In a similar manner, Mackenzie et al. [68] reported the use of Carbo-Iron, a composite material of colloidal activated carbon and embedded nanoiron, for the remediation of tetrachloroethene (PCE) in a contaminated field site in Germany. The study was conducted in two steps, with an initial smaller test injection of material, followed by a second, main injection, about 15 months after the first test injection. The authors reported similar profiles observed for both injections, with an initial high concentration of PCE, of approximately 20 mg/L, followed by a decrease soon after the particles were injected, and a slow reappearance of the contaminant after 2–3 months. For the first round of injections, the rebound of PCE concentration was attributed to the small amount of materials used. However, the authors did not explain why the same pattern was observed for the second round of injections. The concentration of PCE was determined to be 1.5 μg/L 200 days after the second injection, but levels of up to 8–9 mg/L were reported 1000 days after the injection. These results suggest an initial significantly successful application of the material for in situ remediation; however, the authors did not provide sufficient explanations to account for the elevation of PCE concentration 200 days after the second injection.

2.2. Silica Nanomaterials

Due to their versatility, mesoporous silica materials have gained attention for various applications, such as adsorption and catalysis. Mesoporous silica materials possess a number beneficial features for environmental remediation applications including: high surface area, facile surface modification, large pore volumes, and tunable pore size [78]. Due to their exquisite performance as adsorbents, a variety of studies have reported the use of these materials for contaminant remediation in the gas phase. Furthermore, different surface modifications of mesoporous silica materials have been reported in many publications [79,80,81,82,83,84,85,86,87,88,89,90]. Table 2 summarizes some of the reported works found in the literature that investigate the use of silica nanomaterials for environmental remediation of different contaminants.
The hydroxyl groups present on the surface of silica materials are important for further surface modification, gas adsorption, and other surface phenomena such as wetting. Grafting of functional groups onto the pore walls is also a well-known strategy to design new adsorbents and catalysts [81]. Figure 3 illustrates mesoporous silica materials and their surface characteristics that are important for adsorption applications.
Huang and Yang reported the selective removal of CO2 and H2S from natural gas using amine-surface-modified silica xerogels and ordered mesoporous silica (MCM-48) [81]. The reported efficiencies towards the removal of CO2 and H2S were attributed to the high availability of amine groups on the surface of the silica materials.
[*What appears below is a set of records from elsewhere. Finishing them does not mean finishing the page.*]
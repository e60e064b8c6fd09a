//! Artifact generation.
//!
//! One [`TrickplayGenerator`] per process. For each (item, width,
//! fingerprint) key it guarantees at most one extraction in flight:
//!
//! 1. take the key lock (wait for it, or give up with
//!    [`GenerationOutcome::AlreadyInProgress`])
//! 2. re-check the cache, another holder may have just published
//! 3. extract frames into a private scratch directory
//! 4. encode them into a staged file inside that scratch directory
//! 5. move the staged file to its final path, announced to the library
//!    monitor
//! 6. merge the width into the item's manifest
//!
//! The scratch directory is removed on every exit path, and nothing is
//! written to the final path until step 5, so a failed run leaves the cache
//! exactly as it found it.

use std::path::{Path, PathBuf};
use std::sync::Arc;

use tokio::io::AsyncWriteExt;
use tokio_util::sync::CancellationToken;
use trickplay_core::bif::{self, Bif, BifError};
use trickplay_core::cache::{ArtifactResolver, CacheKey};
use trickplay_core::config::TrickplayConfig;
use trickplay_core::ffmpeg::ExtractionCommand;
use trickplay_core::manifest::{self, Manifest, ManifestError};
use trickplay_core::media::{check_eligibility, Ineligible, MediaItem};
use trickplay_core::types::{ItemId, Width};

use crate::extraction::{run_extraction, ExtractionError, RunSettings};
use crate::locks::{KeyGuard, KeyedLocks};
use crate::monitor::LibraryMonitor;

#[derive(Debug, thiserror::Error)]
pub enum GenerationError {
    #[error("item is not eligible: {0}")]
    Ineligible(#[from] Ineligible),

    #[error(transparent)]
    Extraction(ExtractionError),

    #[error("extraction produced no frames")]
    EmptyExtraction,

    #[error("generation cancelled")]
    Cancelled,

    #[error("BIF error: {0}")]
    Bif(#[from] BifError),

    #[error("manifest error: {0}")]
    Manifest(#[from] ManifestError),

    #[error("I/O error: {0}")]
    Io(#[from] std::io::Error),
}

impl From<ExtractionError> for GenerationError {
    fn from(e: ExtractionError) -> Self {
        match e {
            ExtractionError::Cancelled => Self::Cancelled,
            other => Self::Extraction(other),
        }
    }
}

/// What to do when another caller already holds the key.
#[derive(Debug, Clone, Copy, PartialEq, Eq)]
pub enum LockMode {
    /// Queue behind the holder. Bulk tasks and the blocking scan hook.
    Wait,
    /// Return [`GenerationOutcome::AlreadyInProgress`]. The serving layer.
    Skip,
}

#[derive(Debug, Clone, PartialEq, Eq)]
pub enum GenerationOutcome {
    /// A new artifact was published at this path.
    Generated(PathBuf),
    /// A current artifact already existed; no work was done.
    Existing(PathBuf),
    /// Someone else holds the key right now.
    AlreadyInProgress,
}

pub struct TrickplayGenerator {
    config: Arc<TrickplayConfig>,
    resolver: ArtifactResolver,
    monitor: Arc<dyn LibraryMonitor>,
    artifact_locks: KeyedLocks<CacheKey>,
    manifest_locks: KeyedLocks<ItemId>,
}

impl TrickplayGenerator {
    pub fn new(config: Arc<TrickplayConfig>, monitor: Arc<dyn LibraryMonitor>) -> Self {
        let resolver = ArtifactResolver::new(config.storage_policy());
        Self {
            config,
            resolver,
            monitor,
            artifact_locks: KeyedLocks::new(),
            manifest_locks: KeyedLocks::new(),
        }
    }

    pub fn config(&self) -> &TrickplayConfig {
        &self.config
    }

    pub fn resolver(&self) -> ArtifactResolver {
        self.resolver
    }

    /// Whether a generation for (`item`, `width`) currently holds its key.
    pub fn is_generating(&self, item: &MediaItem, width: Width) -> bool {
        self.artifact_locks
            .is_locked(&CacheKey::for_item(item, width))
    }

    /// Hold every generation key for `item` (each configured width and the
    /// manifest) until the returned guard is dropped, so nothing is published
    /// for the item in the meantime.
    pub async fn lock_item(&self, item: &MediaItem) -> ItemLock {
        let mut widths = self.config.widths.clone();
        widths.sort_unstable();
        widths.dedup();
        let mut artifacts = Vec::with_capacity(widths.len());
        for width in widths {
            artifacts.push(
                self.artifact_locks
                    .acquire(&CacheKey::for_item(item, width))
                    .await,
            );
        }
        // Generation takes its artifact key before the manifest key.
        let manifest = self.manifest_locks.acquire(&item.id).await;
        ItemLock {
            _artifacts: artifacts,
            _manifest: manifest,
        }
    }

    /// Make sure an artifact exists for (`item`, `width`), extracting one
    /// if needed.
    #[tracing::instrument(skip_all, fields(item_id = %item.id, width = width))]
    pub async fn generate(
        &self,
        item: &MediaItem,
        width: Width,
        mode: LockMode,
        cancel: &CancellationToken,
    ) -> Result<GenerationOutcome, GenerationError> {
        check_eligibility(item).await?;

        if let Some(path) = self.resolver.resolve(item, width).await {
            self.ensure_recorded(item, width).await?;
            return Ok(GenerationOutcome::Existing(path));
        }

        let key = CacheKey::for_item(item, width);
        let Some(_guard) = self.lock(&key, mode, cancel).await? else {
            tracing::debug!("Generation already in progress");
            return Ok(GenerationOutcome::AlreadyInProgress);
        };

        if let Some(path) = self.resolver.resolve(item, width).await {
            self.ensure_recorded(item, width).await?;
            return Ok(GenerationOutcome::Existing(path));
        }

        let scratch = ScratchDir::create(&self.config.scratch_root()).await?;
        let command = ExtractionCommand {
            ffmpeg: self.config.ffmpeg_path.clone(),
            source: item.path.clone(),
            container: item.container.clone(),
            output_dir: scratch.path().to_path_buf(),
            width,
            interval_ms: self.config.interval_ms,
            threads: self.config.process_threads,
        };
        tracing::info!(source = %item.path.display(), "Extracting trickplay frames");

        let settings = RunSettings {
            stall_poll: self.config.stall_poll,
            niceness: self.config.process_niceness,
        };
        let frames = run_extraction(command.to_command(), scratch.path(), settings, cancel).await?;
        if frames.is_empty() {
            return Err(GenerationError::EmptyExtraction);
        }
        if cancel.is_cancelled() {
            return Err(GenerationError::Cancelled);
        }

        let target = self.resolver.target_artifact_path(item, width);
        let staged = scratch.staged_file();
        {
            let mut file = tokio::fs::File::create(&staged).await?;
            bif::write_from_files(&mut file, &frames, self.config.interval_ms).await?;
            file.sync_all().await?;
        }
        self.publish(&staged, &target).await?;
        self.record(item, width).await?;

        tracing::info!(
            frames = frames.len(),
            path = %target.display(),
            "Trickplay artifact published",
        );
        Ok(GenerationOutcome::Generated(target))
    }

    /// Generate every configured width for `item`, stopping at the first
    /// failure.
    pub async fn generate_all_widths(
        &self,
        item: &MediaItem,
        mode: LockMode,
        cancel: &CancellationToken,
    ) -> Result<Vec<GenerationOutcome>, GenerationError> {
        let mut outcomes = Vec::with_capacity(self.config.widths.len());
        for &width in &self.config.widths {
            outcomes.push(self.generate(item, width, mode, cancel).await?);
        }
        Ok(outcomes)
    }

    /// Publish frames from an already decoded BIF under the active policy,
    /// without running the extractor. Used to migrate artifacts stored under
    /// the other policy.
    #[tracing::instrument(skip_all, fields(item_id = %item.id, width = width))]
    pub async fn import(
        &self,
        item: &MediaItem,
        width: Width,
        legacy: &Bif,
        cancel: &CancellationToken,
    ) -> Result<GenerationOutcome, GenerationError> {
        let key = CacheKey::for_item(item, width);
        let Some(_guard) = self.lock(&key, LockMode::Wait, cancel).await? else {
            return Ok(GenerationOutcome::AlreadyInProgress);
        };

        let active = self.resolver.policy();
        if let Some(path) = ArtifactResolver::resolve_in(active, item, width).await {
            return Ok(GenerationOutcome::Existing(path));
        }
        if legacy.is_empty() {
            return Err(GenerationError::EmptyExtraction);
        }

        let frames: Vec<_> = legacy.frames().collect();
        let encoded = bif::encode(&frames, legacy.interval_ms())?;

        let scratch = ScratchDir::create(&self.config.scratch_root()).await?;
        let staged = scratch.staged_file();
        {
            let mut file = tokio::fs::File::create(&staged).await?;
            file.write_all(&encoded).await?;
            file.sync_all().await?;
        }
        let target = self.resolver.target_artifact_path(item, width);
        self.publish(&staged, &target).await?;
        self.record(item, width).await?;
        Ok(GenerationOutcome::Generated(target))
    }

    async fn lock(
        &self,
        key: &CacheKey,
        mode: LockMode,
        cancel: &CancellationToken,
    ) -> Result<Option<KeyGuard<CacheKey>>, GenerationError> {
        match mode {
            LockMode::Skip => Ok(self.artifact_locks.try_acquire(key)),
            LockMode::Wait => tokio::select! {
                guard = self.artifact_locks.acquire(key) => Ok(Some(guard)),
                _ = cancel.cancelled() => Err(GenerationError::Cancelled),
            },
        }
    }

    /// Move `staged` to `target`, bracketed by monitor notifications.
    async fn publish(&self, staged: &Path, target: &Path) -> Result<(), GenerationError> {
        if let Some(parent) = target.parent() {
            tokio::fs::create_dir_all(parent).await?;
        }
        self.monitor.change_beginning(target);
        let result = move_into_place(staged, target).await;
        self.monitor.change_complete(target);
        Ok(result?)
    }

    /// Record an artifact found on disk whose manifest does not list it,
    /// left behind by a run that published but never got to [`Self::record`].
    async fn ensure_recorded(&self, item: &MediaItem, width: Width) -> Result<(), GenerationError> {
        if let Some(path) = self.resolver.resolve_manifest(item).await {
            if let Ok(Some(existing)) = manifest::read(&path).await {
                if existing.contains(width) {
                    return Ok(());
                }
            }
        }
        tracing::info!("Artifact missing from manifest, recording it");
        self.record(item, width).await?;
        Ok(())
    }

    /// Drop the ignore marker and merge `width`, along with every other
    /// current artifact under the active policy, into the manifest.
    async fn record(&self, item: &MediaItem, width: Width) -> Result<Manifest, GenerationError> {
        if let Some(marker) = self.resolver.target_marker_path(item) {
            if !tokio::fs::try_exists(&marker).await.unwrap_or(false) {
                tokio::fs::write(&marker, b"").await?;
            }
        }

        let _guard = self.manifest_locks.acquire(&item.id).await;
        let mut widths = self.published_widths(item).await;
        widths.push(width);
        let path = self.resolver.target_manifest_path(item);
        self.monitor.change_beginning(&path);
        let merged = manifest::merge_into(&path, widths).await;
        self.monitor.change_complete(&path);
        Ok(merged?)
    }

    async fn published_widths(&self, item: &MediaItem) -> Vec<Width> {
        let active = self.resolver.policy();
        let mut widths = Vec::new();
        for (width, _) in ArtifactResolver::discover(active, item).await {
            if ArtifactResolver::resolve_in(active, item, width).await.is_some() {
                widths.push(width);
            }
        }
        widths
    }
}

/// Guard returned by [`TrickplayGenerator::lock_item`].
pub struct ItemLock {
    _artifacts: Vec<KeyGuard<CacheKey>>,
    _manifest: KeyGuard<ItemId>,
}

/// Rename `from` onto `to`. Across file systems, copy to a sibling of `to`
/// first and rename that, so `to` never holds a partial file.
async fn move_into_place(from: &Path, to: &Path) -> std::io::Result<()> {
    if tokio::fs::rename(from, to).await.is_ok() {
        return Ok(());
    }
    let name = to
        .file_name()
        .map(|n| n.to_string_lossy().into_owned())
        .unwrap_or_default();
    let sibling = to.with_file_name(format!(".{name}.{}.partial", uuid::Uuid::new_v4().simple()));
    let result = async {
        tokio::fs::copy(from, &sibling).await?;
        tokio::fs::rename(&sibling, to).await
    }
    .await;
    if result.is_err() {
        let _ = tokio::fs::remove_file(&sibling).await;
    }
    result
}

/// Private working directory for one generation run, removed on drop.
struct ScratchDir {
    path: PathBuf,
}

impl ScratchDir {
    async fn create(root: &Path) -> std::io::Result<Self> {
        let path = root.join(uuid::Uuid::new_v4().simple().to_string());
        tokio::fs::create_dir_all(&path).await?;
        Ok(Self { path })
    }

    fn path(&self) -> &Path {
        &self.path
    }

    fn staged_file(&self) -> PathBuf {
        self.path.join("staged.bif")
    }
}

impl Drop for ScratchDir {
    fn drop(&mut self) {
        if let Err(e) = std::fs::remove_dir_all(&self.path) {
            if e.kind() != std::io::ErrorKind::NotFound {
                tracing::warn!(path = %self.path.display(), error = %e, "Failed to remove scratch directory");
            }
        }
    }
}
At room temperature, 80% removal of the total amount of CO2 (i.e., 50 mg/g of sorbent) was achieved in the first 30 min of the experiment, showing a high adsorption rate and large capacity. Similar results were obtained for the removal of H2S, where 80% adsorption was achieved in the first 35 min.
Furthermore, in a number of investigations, the Jones laboratory [91,92,93,94,95,96,97,98,99] demonstrated the utility of amine-modified aluminosilicates for the capture of CO2 and other carbonyl compounds including aldehydes and ketones. It was determined that CO2 capture is possible through a reversible adsorption of the gaseous molecule onto the aminosilica material. Similarly, the formation of an imine or hemiaminal was required for the capture of aldehydes and ketones. In their analysis of the capacity and recyclability of these materials for CO2 remediation, it was determined that CO2 adsorbs reversibly and that the material remains stable after 50 cycles of repetitive adsorption–desorption cycling. The capture event exhibits very fast reaction kinetics, reaching up to 90% of the total capacity (up to 7.9 mmol·g−1) of the material within the first few minutes of treatment. Consequently, these materials represent a viable alternative to traditional CO2 capture by aqueous amines and other silica supported amines in that they are less expensive, easier to synthesize, and exhibit greater performance and stability [97]. Rather than a post-treatment functionalization technique applied to a scaffold material, these materials incorporate the amine functionality during its fabrication by the ring-opening polymerization of aziridine. However, this incorporation limits the use of the material uniquely to contaminants that react with amines, not being possible to easily alternate to other functionalities for the capture of contaminants that may not react with amines. Additionally, the aziridine monomer is somewhat difficult and potentially dangerous to handle at scale without specialized equipment.
The Jones group also used amine-functionalized porous silica as an aldehyde abatement material to capture low-molecular weight aldehydes (e.g., formaldehyde). Specifically they determined that 1.4 mmol·g−1 of formaldehyde was retained in silica materials bearing primary amines, 0.8 mmol·g−1 for silica bearing secondary amines, and a negligible amount for tertiary amines. These results suggest that the primary and secondary amines are better suited for capturing aldehydes rather than the tertiary amines, consistent with covalent capture of the target contaminant by formation of imine and hemiaminal intermediates. In the same study, they also investigated the capture of a few higher molecular weight, less volatile aldehydes. Unfortunately, the reaction time necessary to achieve equivalent performance with these target contaminants was in excess of 10 h, a much longer period of time compared to formaldehyde adsorption [91]. Therefore, this extended reaction time may impose a limitation on the application of these materials in an industrial environment, where a fast remediation of the contaminant may be fundamentally necessary.
In addition to gaseous capture, silica based materials have been reported for the removal of organic dyes from wastewater. Tsai [78] investigated the functionalization of mesoporous silica with –COOH groups due to the fact that carboxylic acid can form hydrogen bonds with different types of compounds, such as metal ions, dyes, and pollutants. The group was able to successfully functionalize mesoporous silica SBA-16 with tunable loadings of carboxylic acid groups. The study indicated that the specific interactions between the carboxylic acid functional groups and the target adsorbate molecules only occurred at specific pH values, consistent with their proposed hydrogen bonding capture model. For instance, the maximum uptake for methylene blue was obtained at a pH = 9. While these materials may be effective adsorbents under basic conditions, the pH dependency likely imposes a limitation on the practical utility of material. Furthermore, in a recent published review article, Vunain et al. [112] summarized a series of amino-functionalized [102,103,104,105,106] aminopropyl-functionalized [107,113,114,115,116,117] and thiol-functionalized [108,109,110,111,118] silica materials for the remediation of different metal ions, such as Cd2+, Co2+, Cu2+, Zn2+, Ni2+, Al2+, Cr3+, Pb2+, Hg2+, and U6+.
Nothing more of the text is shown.